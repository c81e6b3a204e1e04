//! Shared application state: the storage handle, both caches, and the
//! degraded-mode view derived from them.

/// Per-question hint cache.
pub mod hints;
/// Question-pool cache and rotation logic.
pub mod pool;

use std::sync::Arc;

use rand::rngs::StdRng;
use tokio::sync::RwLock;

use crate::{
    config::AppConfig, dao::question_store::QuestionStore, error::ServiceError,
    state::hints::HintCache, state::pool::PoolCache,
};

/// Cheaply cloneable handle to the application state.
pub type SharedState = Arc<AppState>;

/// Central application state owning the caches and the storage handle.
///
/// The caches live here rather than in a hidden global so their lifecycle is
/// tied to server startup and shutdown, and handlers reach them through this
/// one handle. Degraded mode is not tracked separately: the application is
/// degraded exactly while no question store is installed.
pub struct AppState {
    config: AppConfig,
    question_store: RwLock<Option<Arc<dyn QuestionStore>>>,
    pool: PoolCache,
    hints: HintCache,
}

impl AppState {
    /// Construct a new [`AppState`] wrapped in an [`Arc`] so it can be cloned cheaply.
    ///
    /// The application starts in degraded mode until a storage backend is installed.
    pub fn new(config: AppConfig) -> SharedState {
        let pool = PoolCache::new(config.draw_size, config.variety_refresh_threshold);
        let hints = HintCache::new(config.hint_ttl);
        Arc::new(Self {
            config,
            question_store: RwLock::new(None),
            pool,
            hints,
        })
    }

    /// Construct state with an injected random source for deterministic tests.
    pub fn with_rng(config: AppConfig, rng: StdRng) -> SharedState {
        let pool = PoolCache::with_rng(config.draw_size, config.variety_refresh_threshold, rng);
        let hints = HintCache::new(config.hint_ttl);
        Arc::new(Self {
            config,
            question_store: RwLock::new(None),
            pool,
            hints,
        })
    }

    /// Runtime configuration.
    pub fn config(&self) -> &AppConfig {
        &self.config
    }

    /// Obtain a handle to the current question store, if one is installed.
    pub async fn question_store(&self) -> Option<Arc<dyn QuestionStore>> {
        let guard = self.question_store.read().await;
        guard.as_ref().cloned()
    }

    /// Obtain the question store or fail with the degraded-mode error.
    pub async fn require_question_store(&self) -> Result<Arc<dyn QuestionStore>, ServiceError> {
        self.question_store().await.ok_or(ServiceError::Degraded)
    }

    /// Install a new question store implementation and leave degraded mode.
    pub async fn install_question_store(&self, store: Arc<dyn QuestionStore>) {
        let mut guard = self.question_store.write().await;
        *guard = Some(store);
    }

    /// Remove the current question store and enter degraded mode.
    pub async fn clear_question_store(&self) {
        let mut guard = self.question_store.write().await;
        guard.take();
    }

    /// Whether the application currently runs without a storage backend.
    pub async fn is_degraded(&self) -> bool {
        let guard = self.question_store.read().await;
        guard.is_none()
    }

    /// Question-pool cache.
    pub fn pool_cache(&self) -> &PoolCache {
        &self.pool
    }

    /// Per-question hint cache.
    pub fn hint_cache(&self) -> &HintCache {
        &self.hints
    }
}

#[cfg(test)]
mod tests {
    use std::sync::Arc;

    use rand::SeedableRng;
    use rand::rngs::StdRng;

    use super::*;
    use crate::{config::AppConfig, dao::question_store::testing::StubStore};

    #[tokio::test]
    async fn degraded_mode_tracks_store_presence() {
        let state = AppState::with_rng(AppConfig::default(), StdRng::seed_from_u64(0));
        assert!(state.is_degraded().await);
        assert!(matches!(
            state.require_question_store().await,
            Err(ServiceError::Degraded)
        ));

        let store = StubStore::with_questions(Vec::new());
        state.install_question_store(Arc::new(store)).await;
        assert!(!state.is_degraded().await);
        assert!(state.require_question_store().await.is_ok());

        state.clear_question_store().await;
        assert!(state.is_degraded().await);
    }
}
--------------------
Output all of the material, please, exactly as it stands.

repository c81e6b3a204e1e04
//! Shared application state: the storage handle, both caches, and the
//! degraded-mode view derived from them.

/// Per-question hint cache.
pub mod hints;
/// Question-pool cache and rotation logic.
pub mod pool;

use std::sync::Arc;

use rand::rngs::StdRng;
use tokio::sync::RwLock;

use crate::{
    config::AppConfig, dao::question_store::QuestionStore, error::ServiceError,
    state::hints::HintCache, state::pool::PoolCache,
};

/// Cheaply cloneable handle to the application state.
pub type SharedState = Arc<AppState>;

/// Central application state owning the caches and the storage handle.
///
/// The caches live here rather than in a hidden global so their lifecycle is
/// tied to server startup and shutdown, and handlers reach them through this
/// one handle. Degraded mode is not tracked separately: the application is
/// degraded exactly while no question store is installed.
pub struct AppState {
    config: AppConfig,
    question_store: RwLock<Option<Arc<dyn QuestionStore>>>,
    pool: PoolCache,
    hints: HintCache,
}

impl AppState {
    /// Construct a new [`AppState`] wrapped in an [`Arc`] so it can be cloned cheaply.
    ///
    /// The application starts in degraded mode until a storage backend is installed.
    pub fn new(config: AppConfig) -> SharedState {
        let pool = PoolCache::new(config.draw_size, config.variety_refresh_threshold);
        let hints = HintCache::new(config.hint_ttl);
        Arc::new(Self {
            config,
            question_store: RwLock::new(None),
            pool,
            hints,
        })
    }

    /// Construct state with an injected random source for deterministic tests.
    pub fn with_rng(config: AppConfig, rng: StdRng) -> SharedState {
        let pool = PoolCache::with_rng(config.draw_size, config.variety_refresh_threshold, rng);
        let hints = HintCache::new(config.hint_ttl);
        Arc::new(Self {
            config,
            question_store: RwLock::new(None),
            pool,
            hints,
        })
    }

    /// Runtime configuration.
    pub fn config(&self) -> &AppConfig {
        &self.config
    }

    /// Obtain a handle to the current question store, if one is installed.
    pub async fn question_store(&self) -> Option<Arc<dyn QuestionStore>> {
        let guard = self.question_store.read().await;
        guard.as_ref().cloned()
    }

    /// Obtain the question store or fail with the degraded-mode error.
    pub async fn require_question_store(&self) -> Result<Arc<dyn QuestionStore>, ServiceError> {
        self.question_store().await.ok_or(ServiceError::Degraded)
    }

    /// Install a new question store implementation and leave degraded mode.
    pub async fn install_question_store(&self, store: Arc<dyn QuestionStore>) {
        let mut guard = self.question_store.write().await;
        *guard = Some(store);
    }

    /// Remove the current question store and enter degraded mode.
    pub async fn clear_question_store(&self) {
        let mut guard = self.question_store.write().await;
        guard.take();
    }

    /// Whether the application currently runs without a storage backend.
    pub async fn is_degraded(&self) -> bool {
        let guard = self.question_store.read().await;
        guard.is_none()
    }

    /// Question-pool cache.
    pub fn pool_cache(&self) -> &PoolCache {
        &self.pool
    }

    /// Per-question hint cache.
    pub fn hint_cache(&self) -> &HintCache {
        &self.hints
    }
}

#[cfg(test)]
mod tests {
    use std::sync::Arc;

    use rand::SeedableRng;
    use rand::rngs::StdRng;

    use super::*;
    use crate::{config::AppConfig, dao::question_store::testing::StubStore};

    #[tokio::test]
    async fn degraded_mode_tracks_store_presence() {
        let state = AppState::with_rng(AppConfig::default(), StdRng::seed_from_u64(0));
        assert!(state.is_degraded().await);
        assert!(matches!(
            state.require_question_store().await,
            Err(ServiceError::Degraded)
        ));

        let store = StubStore::with_questions(Vec::new());
        state.install_question_store(Arc::new(store)).await;
        assert!(!state.is_degraded().await);
        assert!(state.require_question_store().await.is_ok());

        state.clear_question_store().await;
        assert!(state.is_degraded().await);
    }
}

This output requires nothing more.